**Task description**
Below is a listing; repeat exactly the lines from the one containing "fn run_id() ->" to the one containing "std::fs::create_dir_all(log_dir)?;", both included.

**Material for this exercise**
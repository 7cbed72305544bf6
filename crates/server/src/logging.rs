use std::path::Path;

use tracing_appender::non_blocking::WorkerGuard;
use tracing_subscriber::fmt;
use tracing_subscriber::layer::SubscriberExt;
use tracing_subscriber::util::SubscriberInitExt;
use tracing_subscriber::EnvFilter;

const DEFAULT_FILTER: &str = "info,tower_http=warn,hyper=warn";
const LOG_FILE: &str = "switchyard.log";

pub struct LoggingHandle {
    pub run_id: String,
    pub guard: WorkerGuard,
}

fn filter_source() -> String {
    std::env::var("SWITCHYARD_LOG_FILTER")
        .or_else(|_| std::env::var("RUST_LOG"))
        .unwrap_or_else(|_| DEFAULT_FILTER.to_string())
}

fn run_id() -> String {
    std::env::var("SWITCHYARD_RUN_ID").unwrap_or_else(|_| {
        format!(
            "pid-{}-{}",
            std::process::id(),
            switchyard_protocol::now_millis()
        )
    })
}

/// Install the global subscriber, writing to `<log_dir>/switchyard.log`.
///
/// Nothing is written to the terminal; in Local mode it belongs to the assistant.
pub fn init_logging(log_dir: &Path) -> anyhow::Result<LoggingHandle> {
    std::fs::create_dir_all(log_dir)?;
    let log_path = log_dir.join(LOG_FILE);

    let filter = std::env::var("SWITCHYARD_LOG_FILTER")
        .ok()
        .and_then(|value| EnvFilter::try_new(value).ok())
        .or_else(|| EnvFilter::try_from_default_env().ok())
        .unwrap_or_else(|| EnvFilter::new(DEFAULT_FILTER));

    let file_appender = tracing_appender::rolling::never(log_dir, LOG_FILE);
    let (writer, guard) = tracing_appender::non_blocking(file_appender);
    let format = std::env::var("SWITCHYARD_LOG_FORMAT").unwrap_or_else(|_| "json".into());

    let registry = tracing_subscriber::registry().with(filter);
    if format.eq_ignore_ascii_case("pretty") {
        registry
            .with(
                fmt::layer()
                    .with_writer(writer)
                    .with_ansi(false)
                    .pretty()
                    .with_file(true)
                    .with_line_number(true)
                    .with_target(true),
            )
            .try_init()?;
    } else {
        registry
            .with(
                fmt::layer()
                    .with_writer(writer)
                    .json()
                    .flatten_event(true)
                    .with_file(true)
                    .with_line_number(true)
                    .with_target(true)
                    .with_current_span(true),
            )
            .try_init()?;
    }

    let run_id = run_id();
    tracing::info!(
        component = "logging",
        event = "logging.initialized",
        log_path = %log_path.display(),
        format = %format,
        filter = %filter_source(),
        run_id = %run_id,
    );

    Ok(LoggingHandle { run_id, guard })
}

**Answer to this task**
fn run_id() -> String {
    std::env::var("SWITCHYARD_RUN_ID").unwrap_or_else(|_| {
        format!(
            "pid-{}-{}",
            std::process::id(),
            switchyard_protocol::now_millis()
        )
    })
}

/// Install the global subscriber, writing to `<log_dir>/switchyard.log`.
///
/// Nothing is written to the terminal; in Local mode it belongs to the assistant.
pub fn init_logging(log_dir: &Path) -> anyhow::Result<LoggingHandle> {
    std::fs::create_dir_all(log_dir)?;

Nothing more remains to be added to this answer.